More recently, several national pediatric clinical research networks recently have begun projects aimed at improving EMR data extraction for comparative effectiveness research. Pediatric Research in Office Settings (PROS), the practice-based research network of the American Academy of Pediatrics, was awarded a cooperative agreement by the Health Resources and Services Administration Maternal and Child Health Bureau (HRSA-MCHB) to establish an EMR-based subnetwork among its member practices to conduct comparative effectiveness research on ADHD stimulant medication treatment.58
The Pediatric Emergency Care Applied Research Network (PECARN) also has been awarded a cooperative agreement by HRSA-MCHB to use EMRs at several children’s hospitals to conduct comparative effectiveness research on traumatic brain injury.59
In the subspecialty world, the Improve Care Now inflammatory bowel disease network has received a grant from the Agency for Healthcare Research and Quality to build enhanced registries linked to hospital EMRs to conduct quality improvement and comparative effectiveness research.60
In each of these examples, pediatric clinicians will work hand-in-hand with informaticians to make the clinical data entered in the EMR useful for research purposes. The successes achieved by research networks will provide a roadmap for future efforts.

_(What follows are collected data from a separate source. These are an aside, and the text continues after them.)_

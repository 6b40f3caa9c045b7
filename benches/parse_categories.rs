//! Benchmark: category parsing
//!
//! Measures load and parse time for a synthetic document as the requested
//! category mask grows.

use archetype_gltf::{Category, Extensions, GltfDataBuffer, Options, Parser};
use criterion::{black_box, criterion_group, criterion_main, BenchmarkId, Criterion};
use serde_json::{json, Value};

/// A flat scene with `count` nodes, each with a mesh, material and texture
fn synthetic_document(count: usize) -> Value {
    let nodes: Vec<Value> = (0..count)
        .map(|i| json!({ "name": format!("Node {i}"), "mesh": i, "translation": [i as f32, 0.0, 0.0] }))
        .collect();
    let meshes: Vec<Value> = (0..count)
        .map(|i| json!({ "primitives": [{ "attributes": { "POSITION": 0 }, "material": i }] }))
        .collect();
    let materials: Vec<Value> = (0..count)
        .map(|i| {
            json!({
                "pbrMetallicRoughness": { "baseColorTexture": { "index": i } },
                "extensions": { "KHR_materials_emissive_strength": { "emissiveStrength": 2.0 } }
            })
        })
        .collect();
    let textures: Vec<Value> = (0..count).map(|_| json!({ "source": 0 })).collect();

    json!({
        "asset": { "version": "2.0" },
        "scene": 0,
        "scenes": [{ "nodes": (0..count).collect::<Vec<_>>() }],
        "nodes": nodes,
        "meshes": meshes,
        "materials": materials,
        "textures": textures,
        "images": [{ "uri": "albedo.png" }],
        "buffers": [{ "byteLength": 36, "uri": "geometry.bin" }],
        "bufferViews": [{ "buffer": 0, "byteLength": 36 }],
        "accessors": [{ "bufferView": 0, "componentType": 5126, "count": 3, "type": "VEC3" }]
    })
}

fn load_benchmark(c: &mut Criterion) {
    let data = GltfDataBuffer::from_bytes(synthetic_document(256).to_string().into_bytes());

    c.bench_function("load_gltf_header", |b| {
        b.iter(|| {
            let mut parser = Parser::new(Extensions::empty());
            black_box(parser.load_gltf(&data, ".", Options::empty()).is_ok())
        })
    });
}

fn category_benchmark(c: &mut Criterion) {
    let data = GltfDataBuffer::from_bytes(synthetic_document(256).to_string().into_bytes());
    let masks = [
        ("nodes", Category::NODES),
        ("materials", Category::MATERIALS),
        ("renderable", Category::ONLY_RENDERABLE),
        ("all", Category::all()),
    ];

    let mut group = c.benchmark_group("parse_categories");
    for (label, mask) in masks {
        group.bench_with_input(BenchmarkId::from_parameter(label), &mask, |b, &mask| {
            b.iter(|| {
                let mut parser = Parser::new(Extensions::KHR_MATERIALS_EMISSIVE_STRENGTH);
                let mut document = parser
                    .load_gltf(&data, ".", Options::empty())
                    .expect("synthetic document loads");
                black_box(document.parse(mask).is_ok())
            })
        });
    }
    group.finish();
}

criterion_group!(benches, load_benchmark, category_benchmark);
criterion_main!(benches);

In summary, although EMRs are primarily a tool for clinical documentation, the routinely collected data within them offer researchers a superb platform from which to enhance future pediatric clinical research. The clinical data provided by EMRs represent a substantial step up from administrative claims, but for the reasons described above, present their own methodological challenges. The full potential of EMR data for pediatric clinical research will only be achieved when research becomes one of the explicit purposes for which pediatricians document patient encounters. Thus the technological advance of the EMR promises to put the pediatric clinician back at the center of twenty-first century pediatric clinical research.